Exercise prompt: Could you count the lines in the listing that include the word "carrying"? Give only the number.

──────── Source data

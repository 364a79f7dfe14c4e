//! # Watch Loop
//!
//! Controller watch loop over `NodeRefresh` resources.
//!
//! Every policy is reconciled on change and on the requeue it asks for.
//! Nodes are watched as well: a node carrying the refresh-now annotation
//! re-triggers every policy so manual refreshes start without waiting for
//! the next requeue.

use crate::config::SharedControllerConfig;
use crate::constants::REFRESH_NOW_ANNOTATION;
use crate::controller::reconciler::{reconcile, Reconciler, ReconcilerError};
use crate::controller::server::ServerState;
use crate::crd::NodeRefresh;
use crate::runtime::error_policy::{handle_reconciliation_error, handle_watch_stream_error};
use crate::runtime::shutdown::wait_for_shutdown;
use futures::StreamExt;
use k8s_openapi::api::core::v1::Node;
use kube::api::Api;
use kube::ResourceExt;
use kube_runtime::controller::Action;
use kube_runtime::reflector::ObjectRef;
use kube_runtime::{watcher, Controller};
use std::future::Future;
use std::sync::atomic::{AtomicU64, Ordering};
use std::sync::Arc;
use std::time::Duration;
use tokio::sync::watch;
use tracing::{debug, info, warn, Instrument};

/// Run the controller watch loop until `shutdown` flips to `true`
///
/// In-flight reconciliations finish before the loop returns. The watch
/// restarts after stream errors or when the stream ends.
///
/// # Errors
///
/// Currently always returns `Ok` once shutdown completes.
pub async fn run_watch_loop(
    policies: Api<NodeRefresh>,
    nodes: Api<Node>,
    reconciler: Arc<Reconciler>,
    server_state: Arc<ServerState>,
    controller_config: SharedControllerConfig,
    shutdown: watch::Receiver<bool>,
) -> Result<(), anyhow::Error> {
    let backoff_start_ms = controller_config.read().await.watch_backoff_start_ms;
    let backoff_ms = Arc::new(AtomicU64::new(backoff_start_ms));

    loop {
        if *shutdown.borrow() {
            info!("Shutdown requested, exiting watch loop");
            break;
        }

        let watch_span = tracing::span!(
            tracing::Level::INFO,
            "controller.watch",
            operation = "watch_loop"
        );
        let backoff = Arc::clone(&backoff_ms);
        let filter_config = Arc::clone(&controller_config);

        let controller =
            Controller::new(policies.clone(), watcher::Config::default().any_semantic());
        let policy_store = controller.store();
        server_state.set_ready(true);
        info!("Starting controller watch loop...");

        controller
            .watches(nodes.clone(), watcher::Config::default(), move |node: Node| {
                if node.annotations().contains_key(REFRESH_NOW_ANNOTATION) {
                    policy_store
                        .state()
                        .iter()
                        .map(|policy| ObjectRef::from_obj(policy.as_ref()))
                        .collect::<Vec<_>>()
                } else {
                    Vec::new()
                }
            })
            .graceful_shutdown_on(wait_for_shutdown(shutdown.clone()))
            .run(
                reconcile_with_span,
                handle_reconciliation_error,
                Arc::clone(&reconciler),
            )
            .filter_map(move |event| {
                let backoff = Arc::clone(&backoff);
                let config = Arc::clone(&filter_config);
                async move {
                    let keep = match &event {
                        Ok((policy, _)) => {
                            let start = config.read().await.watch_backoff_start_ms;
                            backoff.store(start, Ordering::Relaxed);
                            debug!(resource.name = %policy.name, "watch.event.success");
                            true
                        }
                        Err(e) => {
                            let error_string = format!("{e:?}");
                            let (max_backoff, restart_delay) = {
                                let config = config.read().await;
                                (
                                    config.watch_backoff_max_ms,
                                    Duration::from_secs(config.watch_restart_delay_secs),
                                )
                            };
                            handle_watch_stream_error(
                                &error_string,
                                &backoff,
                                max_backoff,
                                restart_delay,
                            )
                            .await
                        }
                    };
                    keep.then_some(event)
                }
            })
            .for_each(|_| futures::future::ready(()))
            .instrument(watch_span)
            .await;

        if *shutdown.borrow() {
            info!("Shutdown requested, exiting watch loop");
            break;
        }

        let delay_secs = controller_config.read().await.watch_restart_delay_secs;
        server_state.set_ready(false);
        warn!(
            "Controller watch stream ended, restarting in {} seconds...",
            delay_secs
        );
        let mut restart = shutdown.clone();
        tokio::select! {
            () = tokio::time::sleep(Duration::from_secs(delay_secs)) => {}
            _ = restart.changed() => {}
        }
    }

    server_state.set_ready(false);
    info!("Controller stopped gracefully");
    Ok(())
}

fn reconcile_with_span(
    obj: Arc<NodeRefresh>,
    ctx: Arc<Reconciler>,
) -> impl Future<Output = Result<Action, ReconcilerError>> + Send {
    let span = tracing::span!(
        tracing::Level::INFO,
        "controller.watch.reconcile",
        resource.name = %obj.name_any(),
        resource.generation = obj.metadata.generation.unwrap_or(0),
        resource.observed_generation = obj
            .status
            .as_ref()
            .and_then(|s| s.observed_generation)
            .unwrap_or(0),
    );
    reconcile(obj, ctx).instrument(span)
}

────────────────
──────── Source data

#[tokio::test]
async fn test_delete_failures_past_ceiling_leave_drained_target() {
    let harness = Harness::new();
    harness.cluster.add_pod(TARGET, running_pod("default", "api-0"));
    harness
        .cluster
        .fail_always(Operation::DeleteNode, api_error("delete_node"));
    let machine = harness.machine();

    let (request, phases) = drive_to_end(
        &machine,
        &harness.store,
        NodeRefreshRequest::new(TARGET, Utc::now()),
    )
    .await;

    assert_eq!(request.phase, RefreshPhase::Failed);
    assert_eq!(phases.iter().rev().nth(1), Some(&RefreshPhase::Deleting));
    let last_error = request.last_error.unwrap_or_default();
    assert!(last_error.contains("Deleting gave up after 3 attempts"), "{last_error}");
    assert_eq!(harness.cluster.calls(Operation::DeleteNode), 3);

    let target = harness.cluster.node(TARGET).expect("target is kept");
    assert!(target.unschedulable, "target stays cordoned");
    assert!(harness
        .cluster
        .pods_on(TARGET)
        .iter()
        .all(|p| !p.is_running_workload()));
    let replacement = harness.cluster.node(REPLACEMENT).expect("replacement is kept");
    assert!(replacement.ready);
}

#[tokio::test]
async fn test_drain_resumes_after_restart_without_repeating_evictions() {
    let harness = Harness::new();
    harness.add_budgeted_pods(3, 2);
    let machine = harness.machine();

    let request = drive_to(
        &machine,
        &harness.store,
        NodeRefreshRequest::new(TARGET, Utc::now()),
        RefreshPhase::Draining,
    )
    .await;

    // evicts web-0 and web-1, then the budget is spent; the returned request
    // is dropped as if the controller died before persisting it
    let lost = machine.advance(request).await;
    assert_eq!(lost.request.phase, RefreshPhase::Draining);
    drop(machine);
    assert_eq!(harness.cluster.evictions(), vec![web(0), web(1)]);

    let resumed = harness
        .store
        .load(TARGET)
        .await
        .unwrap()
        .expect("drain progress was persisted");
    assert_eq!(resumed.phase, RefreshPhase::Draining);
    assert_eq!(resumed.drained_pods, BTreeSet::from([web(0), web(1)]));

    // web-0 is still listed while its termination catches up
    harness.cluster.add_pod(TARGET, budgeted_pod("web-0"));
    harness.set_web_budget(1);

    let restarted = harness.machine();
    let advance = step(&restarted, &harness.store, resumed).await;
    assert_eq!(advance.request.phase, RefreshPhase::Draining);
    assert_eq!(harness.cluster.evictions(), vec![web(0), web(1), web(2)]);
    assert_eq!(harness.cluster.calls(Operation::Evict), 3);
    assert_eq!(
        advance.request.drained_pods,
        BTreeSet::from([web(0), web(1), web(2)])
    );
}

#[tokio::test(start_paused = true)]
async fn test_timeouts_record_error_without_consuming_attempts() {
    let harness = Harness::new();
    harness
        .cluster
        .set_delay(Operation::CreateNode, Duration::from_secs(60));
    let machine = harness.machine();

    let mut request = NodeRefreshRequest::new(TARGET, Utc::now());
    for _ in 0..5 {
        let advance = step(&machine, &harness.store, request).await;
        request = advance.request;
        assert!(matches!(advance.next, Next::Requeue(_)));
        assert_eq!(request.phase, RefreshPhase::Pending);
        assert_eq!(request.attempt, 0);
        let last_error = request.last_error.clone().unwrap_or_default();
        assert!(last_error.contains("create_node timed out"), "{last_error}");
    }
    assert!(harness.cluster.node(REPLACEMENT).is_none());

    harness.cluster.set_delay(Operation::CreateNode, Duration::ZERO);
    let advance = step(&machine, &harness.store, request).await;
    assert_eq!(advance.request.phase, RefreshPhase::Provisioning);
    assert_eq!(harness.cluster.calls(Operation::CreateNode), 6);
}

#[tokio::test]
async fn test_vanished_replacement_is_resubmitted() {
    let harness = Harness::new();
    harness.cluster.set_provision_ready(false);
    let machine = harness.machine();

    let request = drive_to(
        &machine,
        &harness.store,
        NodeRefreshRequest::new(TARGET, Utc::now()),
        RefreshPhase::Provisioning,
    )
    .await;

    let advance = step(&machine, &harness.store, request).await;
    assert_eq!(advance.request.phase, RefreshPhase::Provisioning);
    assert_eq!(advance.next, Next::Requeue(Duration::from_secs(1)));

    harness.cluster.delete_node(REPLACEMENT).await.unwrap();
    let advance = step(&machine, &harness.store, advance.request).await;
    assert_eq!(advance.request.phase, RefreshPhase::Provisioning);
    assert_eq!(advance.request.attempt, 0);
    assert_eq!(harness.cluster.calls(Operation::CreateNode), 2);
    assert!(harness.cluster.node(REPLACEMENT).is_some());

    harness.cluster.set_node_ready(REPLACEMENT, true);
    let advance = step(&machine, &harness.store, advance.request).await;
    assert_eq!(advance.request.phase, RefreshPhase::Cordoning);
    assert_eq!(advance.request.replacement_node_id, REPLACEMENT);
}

────────────────
──────── Source data

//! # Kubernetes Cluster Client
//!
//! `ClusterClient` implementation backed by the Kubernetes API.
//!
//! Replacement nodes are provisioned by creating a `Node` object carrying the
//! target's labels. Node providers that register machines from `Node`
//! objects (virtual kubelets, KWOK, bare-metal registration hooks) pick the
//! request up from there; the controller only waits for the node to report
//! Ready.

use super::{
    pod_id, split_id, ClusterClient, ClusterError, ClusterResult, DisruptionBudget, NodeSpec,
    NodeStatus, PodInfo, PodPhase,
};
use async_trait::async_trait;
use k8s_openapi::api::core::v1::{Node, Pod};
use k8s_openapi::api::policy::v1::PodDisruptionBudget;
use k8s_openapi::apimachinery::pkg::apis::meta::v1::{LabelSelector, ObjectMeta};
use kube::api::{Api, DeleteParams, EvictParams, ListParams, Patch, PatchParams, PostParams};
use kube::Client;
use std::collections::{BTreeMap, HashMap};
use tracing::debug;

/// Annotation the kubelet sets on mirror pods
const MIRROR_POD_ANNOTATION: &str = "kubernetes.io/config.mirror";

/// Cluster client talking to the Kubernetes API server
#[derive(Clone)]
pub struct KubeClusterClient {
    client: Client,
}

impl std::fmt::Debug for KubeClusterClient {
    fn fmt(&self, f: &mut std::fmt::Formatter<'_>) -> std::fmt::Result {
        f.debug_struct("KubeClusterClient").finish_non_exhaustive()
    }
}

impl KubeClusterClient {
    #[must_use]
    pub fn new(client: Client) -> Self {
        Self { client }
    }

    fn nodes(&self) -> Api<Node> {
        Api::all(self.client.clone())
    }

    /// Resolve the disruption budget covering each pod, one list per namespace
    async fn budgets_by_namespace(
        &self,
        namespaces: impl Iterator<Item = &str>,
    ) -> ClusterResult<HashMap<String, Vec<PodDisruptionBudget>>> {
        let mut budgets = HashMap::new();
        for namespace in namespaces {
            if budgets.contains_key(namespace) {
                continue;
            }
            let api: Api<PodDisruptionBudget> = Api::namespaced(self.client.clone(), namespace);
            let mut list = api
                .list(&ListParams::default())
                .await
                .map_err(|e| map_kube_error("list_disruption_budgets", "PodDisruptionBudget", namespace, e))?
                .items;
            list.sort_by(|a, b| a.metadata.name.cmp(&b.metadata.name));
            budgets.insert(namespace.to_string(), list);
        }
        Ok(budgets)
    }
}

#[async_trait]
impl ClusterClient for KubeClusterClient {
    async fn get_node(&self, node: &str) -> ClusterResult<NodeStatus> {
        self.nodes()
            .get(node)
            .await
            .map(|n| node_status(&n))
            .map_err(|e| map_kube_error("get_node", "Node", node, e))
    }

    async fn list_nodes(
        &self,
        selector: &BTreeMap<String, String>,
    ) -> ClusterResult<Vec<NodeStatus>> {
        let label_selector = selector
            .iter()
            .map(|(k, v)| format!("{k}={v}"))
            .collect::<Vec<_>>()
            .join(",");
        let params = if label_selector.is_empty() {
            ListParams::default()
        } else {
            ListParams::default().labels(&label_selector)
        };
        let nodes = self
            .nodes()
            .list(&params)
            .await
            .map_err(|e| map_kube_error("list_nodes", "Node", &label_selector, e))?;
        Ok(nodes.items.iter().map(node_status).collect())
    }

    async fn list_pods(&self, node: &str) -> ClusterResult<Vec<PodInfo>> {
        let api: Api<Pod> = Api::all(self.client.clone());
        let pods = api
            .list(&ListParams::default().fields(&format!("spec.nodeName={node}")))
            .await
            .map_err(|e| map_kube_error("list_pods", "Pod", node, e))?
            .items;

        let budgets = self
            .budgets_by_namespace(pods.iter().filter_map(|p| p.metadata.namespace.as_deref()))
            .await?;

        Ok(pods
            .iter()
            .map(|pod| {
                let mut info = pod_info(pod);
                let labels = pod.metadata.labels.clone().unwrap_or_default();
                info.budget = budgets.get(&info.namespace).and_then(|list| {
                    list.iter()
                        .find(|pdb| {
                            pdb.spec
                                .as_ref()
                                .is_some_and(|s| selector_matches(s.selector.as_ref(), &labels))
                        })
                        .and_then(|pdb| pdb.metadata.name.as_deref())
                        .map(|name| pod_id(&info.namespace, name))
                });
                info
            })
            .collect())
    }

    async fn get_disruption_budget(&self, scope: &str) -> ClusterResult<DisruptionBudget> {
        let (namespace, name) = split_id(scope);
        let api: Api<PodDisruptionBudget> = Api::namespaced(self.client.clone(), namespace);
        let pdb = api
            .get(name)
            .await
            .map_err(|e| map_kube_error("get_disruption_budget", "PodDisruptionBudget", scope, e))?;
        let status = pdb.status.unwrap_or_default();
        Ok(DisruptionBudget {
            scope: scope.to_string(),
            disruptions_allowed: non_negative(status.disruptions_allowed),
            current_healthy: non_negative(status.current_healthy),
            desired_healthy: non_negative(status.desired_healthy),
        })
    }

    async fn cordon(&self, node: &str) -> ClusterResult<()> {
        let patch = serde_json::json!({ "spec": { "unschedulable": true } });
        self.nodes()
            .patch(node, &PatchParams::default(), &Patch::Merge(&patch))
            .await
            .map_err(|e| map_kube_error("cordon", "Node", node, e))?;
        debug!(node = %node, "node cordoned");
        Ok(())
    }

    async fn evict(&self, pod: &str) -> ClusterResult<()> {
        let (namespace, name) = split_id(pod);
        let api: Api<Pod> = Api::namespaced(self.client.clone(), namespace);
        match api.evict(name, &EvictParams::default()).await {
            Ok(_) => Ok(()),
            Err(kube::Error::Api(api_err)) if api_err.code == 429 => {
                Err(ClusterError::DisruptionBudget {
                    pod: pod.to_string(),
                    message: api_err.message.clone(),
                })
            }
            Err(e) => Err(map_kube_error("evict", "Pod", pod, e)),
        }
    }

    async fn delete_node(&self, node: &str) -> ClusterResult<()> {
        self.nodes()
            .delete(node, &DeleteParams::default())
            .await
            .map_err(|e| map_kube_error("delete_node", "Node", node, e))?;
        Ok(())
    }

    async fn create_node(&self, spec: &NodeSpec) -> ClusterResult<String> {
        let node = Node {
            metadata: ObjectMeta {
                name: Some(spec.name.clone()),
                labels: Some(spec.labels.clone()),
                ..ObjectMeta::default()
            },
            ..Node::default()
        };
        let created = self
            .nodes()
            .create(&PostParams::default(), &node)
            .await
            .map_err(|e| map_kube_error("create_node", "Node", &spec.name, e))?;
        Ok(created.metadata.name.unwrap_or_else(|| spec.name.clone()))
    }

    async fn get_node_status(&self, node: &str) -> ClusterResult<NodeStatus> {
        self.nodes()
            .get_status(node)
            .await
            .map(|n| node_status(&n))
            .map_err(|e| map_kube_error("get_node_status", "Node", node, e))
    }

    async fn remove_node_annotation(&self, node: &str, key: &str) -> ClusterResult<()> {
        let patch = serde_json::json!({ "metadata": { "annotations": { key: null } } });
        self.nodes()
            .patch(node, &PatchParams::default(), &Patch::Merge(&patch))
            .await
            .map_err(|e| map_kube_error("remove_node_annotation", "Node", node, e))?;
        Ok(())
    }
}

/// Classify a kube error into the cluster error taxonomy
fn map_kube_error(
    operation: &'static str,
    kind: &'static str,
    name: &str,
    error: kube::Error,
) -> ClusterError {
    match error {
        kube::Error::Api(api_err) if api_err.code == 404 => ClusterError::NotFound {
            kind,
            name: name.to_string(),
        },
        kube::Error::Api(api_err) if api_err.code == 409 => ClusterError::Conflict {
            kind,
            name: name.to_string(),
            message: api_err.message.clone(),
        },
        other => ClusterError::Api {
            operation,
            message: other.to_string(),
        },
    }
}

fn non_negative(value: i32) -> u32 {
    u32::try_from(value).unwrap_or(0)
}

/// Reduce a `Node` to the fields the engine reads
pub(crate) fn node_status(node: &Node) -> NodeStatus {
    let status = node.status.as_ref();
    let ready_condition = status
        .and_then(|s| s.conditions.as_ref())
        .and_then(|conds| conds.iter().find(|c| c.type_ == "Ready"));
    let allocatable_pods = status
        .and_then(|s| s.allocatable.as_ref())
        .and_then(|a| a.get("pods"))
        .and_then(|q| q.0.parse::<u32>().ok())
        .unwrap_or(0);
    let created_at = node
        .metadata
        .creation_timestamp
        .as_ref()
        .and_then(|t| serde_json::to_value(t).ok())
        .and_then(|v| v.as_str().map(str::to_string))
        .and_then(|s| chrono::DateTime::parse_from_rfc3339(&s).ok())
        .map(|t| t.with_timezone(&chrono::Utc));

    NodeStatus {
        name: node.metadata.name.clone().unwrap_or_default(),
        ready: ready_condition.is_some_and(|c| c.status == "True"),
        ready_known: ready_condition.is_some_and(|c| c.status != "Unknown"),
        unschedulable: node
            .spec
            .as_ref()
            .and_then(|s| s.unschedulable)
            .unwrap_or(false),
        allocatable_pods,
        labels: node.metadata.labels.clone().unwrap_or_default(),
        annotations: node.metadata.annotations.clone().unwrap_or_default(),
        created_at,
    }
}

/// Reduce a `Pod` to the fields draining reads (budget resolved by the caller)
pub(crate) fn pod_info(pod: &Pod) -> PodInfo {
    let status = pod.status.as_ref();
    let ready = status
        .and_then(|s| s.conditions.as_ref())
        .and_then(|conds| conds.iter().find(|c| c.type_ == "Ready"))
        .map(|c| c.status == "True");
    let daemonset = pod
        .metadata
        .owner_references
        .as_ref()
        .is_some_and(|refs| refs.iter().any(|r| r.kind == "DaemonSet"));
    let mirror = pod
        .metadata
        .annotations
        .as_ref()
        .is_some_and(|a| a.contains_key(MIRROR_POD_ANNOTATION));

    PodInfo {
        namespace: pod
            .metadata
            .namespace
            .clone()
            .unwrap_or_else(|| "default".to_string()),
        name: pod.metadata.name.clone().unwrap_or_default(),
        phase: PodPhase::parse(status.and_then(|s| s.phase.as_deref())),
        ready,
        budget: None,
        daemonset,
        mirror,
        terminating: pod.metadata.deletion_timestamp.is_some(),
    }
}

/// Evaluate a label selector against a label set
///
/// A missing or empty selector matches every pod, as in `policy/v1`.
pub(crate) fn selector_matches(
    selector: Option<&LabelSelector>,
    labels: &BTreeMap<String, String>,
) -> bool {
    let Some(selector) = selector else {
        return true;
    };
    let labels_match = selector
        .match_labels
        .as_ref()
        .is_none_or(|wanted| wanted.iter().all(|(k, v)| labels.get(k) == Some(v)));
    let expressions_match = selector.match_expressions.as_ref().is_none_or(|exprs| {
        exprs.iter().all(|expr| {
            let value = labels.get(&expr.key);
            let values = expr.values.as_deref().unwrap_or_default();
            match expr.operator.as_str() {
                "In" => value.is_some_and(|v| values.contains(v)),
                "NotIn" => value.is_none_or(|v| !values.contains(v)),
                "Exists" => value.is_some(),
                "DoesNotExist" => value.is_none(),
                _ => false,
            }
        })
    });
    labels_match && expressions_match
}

────────────────

Task solution: 2